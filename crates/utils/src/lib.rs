//! Shared plumbing for the cli-onprem crates: process entry, logging
//! setup, subprocess helpers and console status output. Keep this to
//! things that depend only on the standard library and small "core" crates.

mod command;
pub use command::*;
mod reporter;
pub use reporter::*;
mod tracing_util;
pub use tracing_util::*;

/// The name of our binary
pub const NAME: &str = "cli-onprem";

/// Run the real entrypoint from `main`; on error print the full context
/// chain and exit with status 1.
pub fn run_main<F>(f: F)
where
    F: FnOnce() -> anyhow::Result<()>,
{
    use std::io::Write as _;

    use owo_colors::OwoColorize;

    if let Err(e) = f() {
        let mut stderr = anstream::stderr();
        // Don't panic if writing fails.
        let _ = writeln!(stderr, "{}{:#}", "error: ".red(), e);
        std::process::exit(1);
    }
}
//! Canonical, fully qualified image names.

use crate::reference::{DEFAULT_NAMESPACE, DEFAULT_REGISTRY, DEFAULT_TAG};

/// Whether the first path segment names a registry host.
fn is_domain(segment: &str) -> bool {
    segment.contains('.') || segment.contains(':') || segment == "localhost"
}

/// Expand an image name to `host/[namespace/]repo(:tag|@digest)`.
///
/// - no host means Docker Hub; a single-segment Docker Hub name gets the
///   `library` namespace
/// - no tag means `latest`
/// - a digest wins over a tag
///
/// ```
/// use onprem_imageref::normalize_image_name;
/// assert_eq!(normalize_image_name("nginx"), "docker.io/library/nginx:latest");
/// assert_eq!(normalize_image_name("nvcr.io/nvidia"), "nvcr.io/nvidia:latest");
/// ```
pub fn normalize_image_name(image: &str) -> String {
    let (name, digest) = match image.split_once('@') {
        Some((name, digest)) => (name, Some(digest)),
        None => (image, None),
    };

    let (name, tag) = match name.rsplit_once(':') {
        Some((n, t)) if !t.contains('/') => (n, t),
        _ => (name, DEFAULT_TAG),
    };

    let mut normalized = match name.split_once('/') {
        Some((first, _)) if is_domain(first) => name.to_string(),
        Some(_) => format!("{DEFAULT_REGISTRY}/{name}"),
        None => format!("{DEFAULT_REGISTRY}/{DEFAULT_NAMESPACE}/{name}"),
    };

    match digest {
        Some(digest) => {
            normalized.push('@');
            normalized.push_str(digest);
        }
        None => {
            normalized.push(':');
            normalized.push_str(tag);
        }
    }
    normalized
}

#[cfg(test)]
mod tests {
    use super::*;

    #[test]
    fn test_normalize() {
        let cases = [
            ("nginx", "docker.io/library/nginx:latest"),
            ("nginx:1.25", "docker.io/library/nginx:1.25"),
            ("user/repo", "docker.io/user/repo:latest"),
            ("user/repo:v2", "docker.io/user/repo:v2"),
            ("nvcr.io/nvidia", "nvcr.io/nvidia:latest"),
            ("nvcr.io/nvidia/cuda", "nvcr.io/nvidia/cuda:latest"),
            ("localhost/app", "localhost/app:latest"),
            ("reg:5000/app", "reg:5000/app:latest"),
            ("reg:5000/app:v1", "reg:5000/app:v1"),
            (
                "docker.io/library/nginx:latest",
                "docker.io/library/nginx:latest",
            ),
        ];
        for (input, expected) in cases {
            assert_eq!(normalize_image_name(input), expected, "input: {input}");
        }
    }

    #[test]
    fn test_normalize_digest() {
        let digest = "sha256:".to_string() + &"a".repeat(64);
        assert_eq!(
            normalize_image_name(&format!("nginx@{digest}")),
            format!("docker.io/library/nginx@{digest}")
        );
        // The tag is dropped when pinned by digest
        assert_eq!(
            normalize_image_name(&format!("quay.io/org/app:v1@{digest}")),
            format!("quay.io/org/app@{digest}")
        );
    }
}
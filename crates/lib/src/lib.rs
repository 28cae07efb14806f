//! # Tools for air-gapped infrastructure work
//!
//! This crate implements the `cli-onprem` commands: saving container
//! images as tar archives, splitting large payloads into checksummed
//! chunks, listing the images a Helm chart uses, managing S3 credential
//! profiles and a few smaller utilities. Most commands are thin wrappers
//! around external tools (`docker`, `helm`, `tar`, `split`, `sha256sum`).

pub mod cli;
pub mod config;
pub mod credential;
mod docker;
mod fatpack;
mod helm;
pub mod pull;
mod s3_share;
mod scan;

────────────────────────────────────────

Your assignment - Exactly the lines from the one containing "for (input, expected)" through the last line of the material above are to be returned, with nothing else.

Task solution -
        for (input, expected) in cases {
            assert_eq!(normalize_image_name(input), expected, "input: {input}");
        }
    }

    #[test]
    fn test_normalize_digest() {
        let digest = "sha256:".to_string() + &"a".repeat(64);
        assert_eq!(
            normalize_image_name(&format!("nginx@{digest}")),
            format!("docker.io/library/nginx@{digest}")
        );
        // The tag is dropped when pinned by digest
        assert_eq!(
            normalize_image_name(&format!("quay.io/org/app:v1@{digest}")),
            format!("quay.io/org/app@{digest}")
        );
    }
}
filename crates/lib/src/lib.rs
repository 28cae07efb14806f
//! # Tools for air-gapped infrastructure work
//!
//! This crate implements the `cli-onprem` commands: saving container
//! images as tar archives, splitting large payloads into checksummed
//! chunks, listing the images a Helm chart uses, managing S3 credential
//! profiles and a few smaller utilities. Most commands are thin wrappers
//! around external tools (`docker`, `helm`, `tar`, `split`, `sha256sum`).

pub mod cli;
pub mod config;
pub mod credential;
mod docker;
mod fatpack;
mod helm;
pub mod pull;
mod s3_share;
mod scan;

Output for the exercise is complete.